In this study, we have uncovered three distinct comorbidity profiles among AID patients. These profiles suggest the presence of distinct etiopathogenic mechanisms underlying these subgroups. Validation, longitudinal stability assessment, and exploration of their impact on therapy efficacy are needed for a comprehensive understanding of their potential role in personalized medicine.

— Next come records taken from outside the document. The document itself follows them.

use std::collections::BTreeSet;

use anyhow::{ensure, Result};
use tracing::{debug, info, warn};

use crate::{
    apportion::{table::sum_present, CountTable},
    error::BuildError,
    map::UnitCode,
    registry::WardRemap,
};

/// Relative tolerance for the before/after total check.
const TOTAL_TOLERANCE: f64 = 1e-6;

/// Redistribute count columns from retiring codes into their successors.
///
/// Each successor receives its full predecessors' counts plus each split
/// predecessor's counts times its ratio. Ratio columns of successor rows are
/// recomputed from the apportioned counts. Retiring and aggregate codes are
/// dropped. A table without retiring codes is returned unchanged.
pub fn apportion(table: &CountTable, remap: &WardRemap) -> Result<CountTable> {
    let present = table.codes()
        .filter(|code| remap.is_retiring(code))
        .cloned()
        .collect::<BTreeSet<UnitCode>>();
    if present.is_empty() {
        debug!("no retiring codes in table; nothing to apportion");
        return Ok(table.clone());
    }

    if let Some(code) = present.iter().find(|code| !remap.is_referenced(code)) {
        return Err(BuildError::MissingApportionmentRatio { code: code.to_string() }.into());
    }

    let mut out = table.clone();
    let width = table.schema().counts.len();
    if !table.schema().passthrough.is_empty() {
        warn!(
            columns = ?table.schema().passthrough,
            "columns without a ratio formula are left missing on successor rows",
        );
    }

    for successor in remap.successors() {
        ensure!(
            !table.contains(successor.code()),
            "[apportion] table already holds successor {} alongside its predecessors", successor.code()
        );

        let mut contributions = vec![Vec::new(); width];
        for (predecessor, weight) in successor.contributors() {
            let row = table.row(predecessor).ok_or_else(|| BuildError::MissingPredecessor {
                successor: successor.code().to_string(),
                predecessor: predecessor.to_string(),
            })?;
            for (column, value) in row.counts.iter().enumerate() {
                contributions[column].push(value.map(|v| v * weight));
            }
        }

        let counts = contributions.into_iter().map(sum_present).collect();
        out.insert(successor.code().clone(), Some(successor.name()), counts)?;
    }

    for code in present.iter().chain(remap.aggregates()) {
        out.remove(code);
    }

    let successors = remap.successors().iter().map(|s| s.code()).collect::<Vec<_>>();
    for (column, metric) in table.schema().counts.iter().enumerate() {
        let before = table.total(column, &present);
        let after = out.total(column, successors.iter().copied());
        if (after - before).abs() > TOTAL_TOLERANCE * before.abs().max(1.0) {
            return Err(BuildError::TotalNotPreserved { metric: metric.clone(), before, after }.into());
        }
    }

    info!(
        retired = present.len(),
        successors = successors.len(),
        rows = out.len(),
        "apportioned counts to successor codes",
    );
    Ok(out)
}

自身免疫性和炎性疾病(AIDs)是一组病因发病机制多样的异质性疾病。本研究探讨家族史以及当前和既往合并症在识别不同病因发病亚组方面的潜在效用。这种方法可能有助于更准确的诊断、预后评估和个性化治疗。
我们对患者的合并症进行了多重对应分析,随后对来自48名健康志愿者和327名患有TRANSIMMUNOM横断面研究中19种选定AIDs中至少一种疾病的患者的临床数据进行了分层主成分聚类。
我们识别出三个不同的聚类,其特征分别为:1)无合并症;2)多自身免疫性;3)多炎症性。这些聚类通过特定的合并症和生物学参数进一步区分。自身抗体、过敏和病毒感染是多自身免疫性聚类的特征,而高龄、体重指数、抑郁症、癌症、高血压、牙周病和血脂异常是多炎症性聚类的特征。类风湿关节炎患者分布在所有三个聚类中。当他们属于多炎症性和多自身免疫性聚类时,疾病活动评分28(DAS28)更高且关节外表现的患病率更高,而在多炎症性聚类中,抗环瓜氨酸肽抗体(ACPA)和类风湿因子(RF)血清阳性率更低且疼痛评分更高。我们开发了一个模型,可将AID患者分类到合并症聚类中。
在本研究中,我们在AID患者中发现了三种不同的合并症特征。这些特征表明这些亚组背后存在不同的病因发病机制。为了全面了解它们在个性化医疗中的潜在作用,需要进行验证、纵向稳定性评估以及探索它们对治疗效果的影响。